- **What to work on**
List all lines of the data that include the string "DashboardEvent".

[[ Records to process open ]]

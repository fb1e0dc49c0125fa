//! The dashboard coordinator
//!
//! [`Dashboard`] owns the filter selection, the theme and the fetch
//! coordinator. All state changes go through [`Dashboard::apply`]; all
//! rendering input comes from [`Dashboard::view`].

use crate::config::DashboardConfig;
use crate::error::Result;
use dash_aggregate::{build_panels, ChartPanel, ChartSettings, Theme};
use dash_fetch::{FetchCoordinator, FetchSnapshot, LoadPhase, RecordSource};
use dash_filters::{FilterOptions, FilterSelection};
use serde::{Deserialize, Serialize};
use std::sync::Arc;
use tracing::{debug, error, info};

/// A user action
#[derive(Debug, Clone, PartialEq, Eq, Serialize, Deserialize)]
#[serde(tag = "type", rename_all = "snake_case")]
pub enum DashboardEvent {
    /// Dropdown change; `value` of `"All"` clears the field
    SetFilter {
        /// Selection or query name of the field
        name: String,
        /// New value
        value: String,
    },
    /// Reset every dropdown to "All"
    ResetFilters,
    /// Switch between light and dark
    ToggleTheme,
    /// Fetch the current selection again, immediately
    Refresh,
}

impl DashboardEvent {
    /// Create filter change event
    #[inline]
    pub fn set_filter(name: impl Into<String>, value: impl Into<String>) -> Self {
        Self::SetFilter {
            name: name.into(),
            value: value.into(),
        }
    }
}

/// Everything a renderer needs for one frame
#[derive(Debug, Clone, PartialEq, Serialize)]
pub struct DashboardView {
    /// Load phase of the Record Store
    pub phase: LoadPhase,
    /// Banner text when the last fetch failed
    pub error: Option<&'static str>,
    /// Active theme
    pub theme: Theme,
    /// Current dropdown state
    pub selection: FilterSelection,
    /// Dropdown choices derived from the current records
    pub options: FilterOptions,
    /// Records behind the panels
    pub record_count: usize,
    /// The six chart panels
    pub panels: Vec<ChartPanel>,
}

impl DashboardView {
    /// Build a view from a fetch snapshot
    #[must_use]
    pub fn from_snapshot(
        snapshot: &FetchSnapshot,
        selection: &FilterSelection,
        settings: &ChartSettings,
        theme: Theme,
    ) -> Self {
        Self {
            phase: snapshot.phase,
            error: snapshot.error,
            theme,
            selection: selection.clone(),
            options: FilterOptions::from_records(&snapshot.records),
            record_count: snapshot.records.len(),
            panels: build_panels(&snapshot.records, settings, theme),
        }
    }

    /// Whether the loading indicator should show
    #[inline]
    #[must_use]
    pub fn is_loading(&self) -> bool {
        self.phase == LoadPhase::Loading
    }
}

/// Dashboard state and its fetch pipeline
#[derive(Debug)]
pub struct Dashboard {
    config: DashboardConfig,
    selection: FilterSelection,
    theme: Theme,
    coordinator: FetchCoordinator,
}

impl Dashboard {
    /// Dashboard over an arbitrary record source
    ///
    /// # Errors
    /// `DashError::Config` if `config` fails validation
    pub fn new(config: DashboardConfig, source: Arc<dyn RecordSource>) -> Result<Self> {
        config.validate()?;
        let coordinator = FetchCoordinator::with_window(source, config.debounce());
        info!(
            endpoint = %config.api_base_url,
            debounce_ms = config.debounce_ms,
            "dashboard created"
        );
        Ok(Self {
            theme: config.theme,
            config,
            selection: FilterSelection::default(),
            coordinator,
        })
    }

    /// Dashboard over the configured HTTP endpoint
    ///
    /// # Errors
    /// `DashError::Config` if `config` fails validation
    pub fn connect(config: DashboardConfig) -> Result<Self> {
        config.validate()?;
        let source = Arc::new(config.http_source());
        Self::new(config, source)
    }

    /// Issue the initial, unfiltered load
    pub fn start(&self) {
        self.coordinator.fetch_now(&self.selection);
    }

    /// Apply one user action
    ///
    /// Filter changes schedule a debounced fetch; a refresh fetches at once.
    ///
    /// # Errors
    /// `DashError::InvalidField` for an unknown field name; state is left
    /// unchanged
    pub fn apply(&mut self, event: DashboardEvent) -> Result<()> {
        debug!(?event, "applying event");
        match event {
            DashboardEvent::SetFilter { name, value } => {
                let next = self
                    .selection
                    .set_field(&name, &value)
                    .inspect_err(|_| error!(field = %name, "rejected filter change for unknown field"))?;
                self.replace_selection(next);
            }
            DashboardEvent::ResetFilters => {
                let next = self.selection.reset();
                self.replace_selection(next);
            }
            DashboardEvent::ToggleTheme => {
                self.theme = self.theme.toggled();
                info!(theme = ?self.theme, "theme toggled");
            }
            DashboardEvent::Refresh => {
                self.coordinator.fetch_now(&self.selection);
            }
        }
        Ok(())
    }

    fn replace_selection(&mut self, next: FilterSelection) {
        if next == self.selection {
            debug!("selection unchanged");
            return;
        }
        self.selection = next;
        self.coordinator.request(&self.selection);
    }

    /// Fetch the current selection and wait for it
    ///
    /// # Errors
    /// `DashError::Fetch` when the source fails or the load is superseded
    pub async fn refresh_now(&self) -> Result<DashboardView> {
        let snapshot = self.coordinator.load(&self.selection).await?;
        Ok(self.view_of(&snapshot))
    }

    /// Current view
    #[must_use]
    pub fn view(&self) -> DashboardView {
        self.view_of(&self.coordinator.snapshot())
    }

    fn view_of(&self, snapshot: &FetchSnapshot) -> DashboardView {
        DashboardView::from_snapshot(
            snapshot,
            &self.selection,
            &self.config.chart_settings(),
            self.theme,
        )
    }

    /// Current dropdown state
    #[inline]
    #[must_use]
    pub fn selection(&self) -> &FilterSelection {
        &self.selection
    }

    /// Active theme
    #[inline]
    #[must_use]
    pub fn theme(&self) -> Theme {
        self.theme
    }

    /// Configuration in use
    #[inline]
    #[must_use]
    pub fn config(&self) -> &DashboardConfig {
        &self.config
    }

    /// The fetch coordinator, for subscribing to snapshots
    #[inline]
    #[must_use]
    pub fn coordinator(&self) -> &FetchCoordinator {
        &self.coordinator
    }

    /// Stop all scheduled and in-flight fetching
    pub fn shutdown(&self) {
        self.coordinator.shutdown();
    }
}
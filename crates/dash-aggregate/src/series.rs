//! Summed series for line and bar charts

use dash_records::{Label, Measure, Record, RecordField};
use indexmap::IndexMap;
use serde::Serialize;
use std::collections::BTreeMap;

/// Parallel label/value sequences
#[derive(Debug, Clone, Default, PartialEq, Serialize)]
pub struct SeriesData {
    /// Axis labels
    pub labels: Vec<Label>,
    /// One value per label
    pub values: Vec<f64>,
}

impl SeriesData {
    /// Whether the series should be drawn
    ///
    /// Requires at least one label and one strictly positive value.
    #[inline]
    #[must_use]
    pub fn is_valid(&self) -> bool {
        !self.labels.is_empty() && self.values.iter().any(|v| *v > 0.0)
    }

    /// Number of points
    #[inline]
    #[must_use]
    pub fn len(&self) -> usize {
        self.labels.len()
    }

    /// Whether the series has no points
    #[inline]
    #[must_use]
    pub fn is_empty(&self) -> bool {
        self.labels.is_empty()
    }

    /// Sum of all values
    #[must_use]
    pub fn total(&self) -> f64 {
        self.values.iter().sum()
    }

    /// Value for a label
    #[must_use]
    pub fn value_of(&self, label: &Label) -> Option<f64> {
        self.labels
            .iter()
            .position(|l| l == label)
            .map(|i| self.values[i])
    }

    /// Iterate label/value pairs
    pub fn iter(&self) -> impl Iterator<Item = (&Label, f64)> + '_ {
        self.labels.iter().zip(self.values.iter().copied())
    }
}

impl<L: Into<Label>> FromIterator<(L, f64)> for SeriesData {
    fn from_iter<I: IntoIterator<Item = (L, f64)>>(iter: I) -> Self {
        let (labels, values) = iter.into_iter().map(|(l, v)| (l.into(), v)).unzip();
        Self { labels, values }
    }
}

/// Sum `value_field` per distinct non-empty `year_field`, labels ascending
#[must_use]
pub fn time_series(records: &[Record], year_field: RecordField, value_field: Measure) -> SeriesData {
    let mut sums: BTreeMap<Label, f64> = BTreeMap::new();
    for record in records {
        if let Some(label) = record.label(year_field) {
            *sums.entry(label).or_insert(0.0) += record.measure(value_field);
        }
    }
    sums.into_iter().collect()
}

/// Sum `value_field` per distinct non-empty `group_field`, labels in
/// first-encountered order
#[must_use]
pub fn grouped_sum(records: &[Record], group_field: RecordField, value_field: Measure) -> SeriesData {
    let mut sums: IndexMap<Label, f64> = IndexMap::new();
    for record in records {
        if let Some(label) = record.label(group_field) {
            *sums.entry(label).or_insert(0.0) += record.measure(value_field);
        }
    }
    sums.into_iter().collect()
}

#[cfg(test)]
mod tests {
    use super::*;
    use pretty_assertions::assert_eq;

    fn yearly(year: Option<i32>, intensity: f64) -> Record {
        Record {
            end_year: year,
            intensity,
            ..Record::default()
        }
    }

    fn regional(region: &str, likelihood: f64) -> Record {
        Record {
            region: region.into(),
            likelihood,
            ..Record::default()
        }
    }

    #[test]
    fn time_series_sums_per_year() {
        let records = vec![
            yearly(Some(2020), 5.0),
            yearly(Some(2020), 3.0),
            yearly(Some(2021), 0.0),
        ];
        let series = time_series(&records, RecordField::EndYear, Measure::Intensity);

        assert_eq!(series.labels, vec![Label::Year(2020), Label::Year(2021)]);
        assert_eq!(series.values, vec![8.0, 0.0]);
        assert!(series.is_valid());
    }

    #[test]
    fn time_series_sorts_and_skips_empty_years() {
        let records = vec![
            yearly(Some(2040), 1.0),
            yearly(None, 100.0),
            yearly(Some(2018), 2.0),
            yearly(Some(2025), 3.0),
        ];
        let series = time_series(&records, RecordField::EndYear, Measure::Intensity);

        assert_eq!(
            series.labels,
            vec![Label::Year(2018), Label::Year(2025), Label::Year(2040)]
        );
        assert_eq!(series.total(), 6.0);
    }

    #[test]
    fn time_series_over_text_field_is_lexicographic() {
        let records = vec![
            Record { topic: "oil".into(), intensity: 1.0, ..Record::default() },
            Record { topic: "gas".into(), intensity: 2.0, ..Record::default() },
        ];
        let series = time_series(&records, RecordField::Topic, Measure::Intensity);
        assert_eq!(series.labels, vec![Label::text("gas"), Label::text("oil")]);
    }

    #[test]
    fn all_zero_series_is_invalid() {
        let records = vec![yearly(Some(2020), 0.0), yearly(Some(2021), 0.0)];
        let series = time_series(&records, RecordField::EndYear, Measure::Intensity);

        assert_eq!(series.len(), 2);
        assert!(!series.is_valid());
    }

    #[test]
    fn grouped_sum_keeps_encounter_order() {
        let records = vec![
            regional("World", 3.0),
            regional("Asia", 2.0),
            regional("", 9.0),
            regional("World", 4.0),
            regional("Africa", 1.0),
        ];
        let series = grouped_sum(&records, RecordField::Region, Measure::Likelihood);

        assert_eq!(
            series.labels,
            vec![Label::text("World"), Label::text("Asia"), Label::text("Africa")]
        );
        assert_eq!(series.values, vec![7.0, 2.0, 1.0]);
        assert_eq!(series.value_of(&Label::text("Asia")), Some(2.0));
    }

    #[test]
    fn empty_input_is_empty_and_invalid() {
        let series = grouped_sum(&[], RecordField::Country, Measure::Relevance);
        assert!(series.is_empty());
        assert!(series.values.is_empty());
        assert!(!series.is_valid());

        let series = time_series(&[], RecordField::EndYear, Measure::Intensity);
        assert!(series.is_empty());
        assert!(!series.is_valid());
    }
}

[[ Records to process closed ]]

- **Response to the exercise**
pub enum DashboardEvent {
impl DashboardEvent {
    pub fn apply(&mut self, event: DashboardEvent) -> Result<()> {
            DashboardEvent::SetFilter { name, value } => {
            DashboardEvent::ResetFilters => {
            DashboardEvent::ToggleTheme => {
            DashboardEvent::Refresh => {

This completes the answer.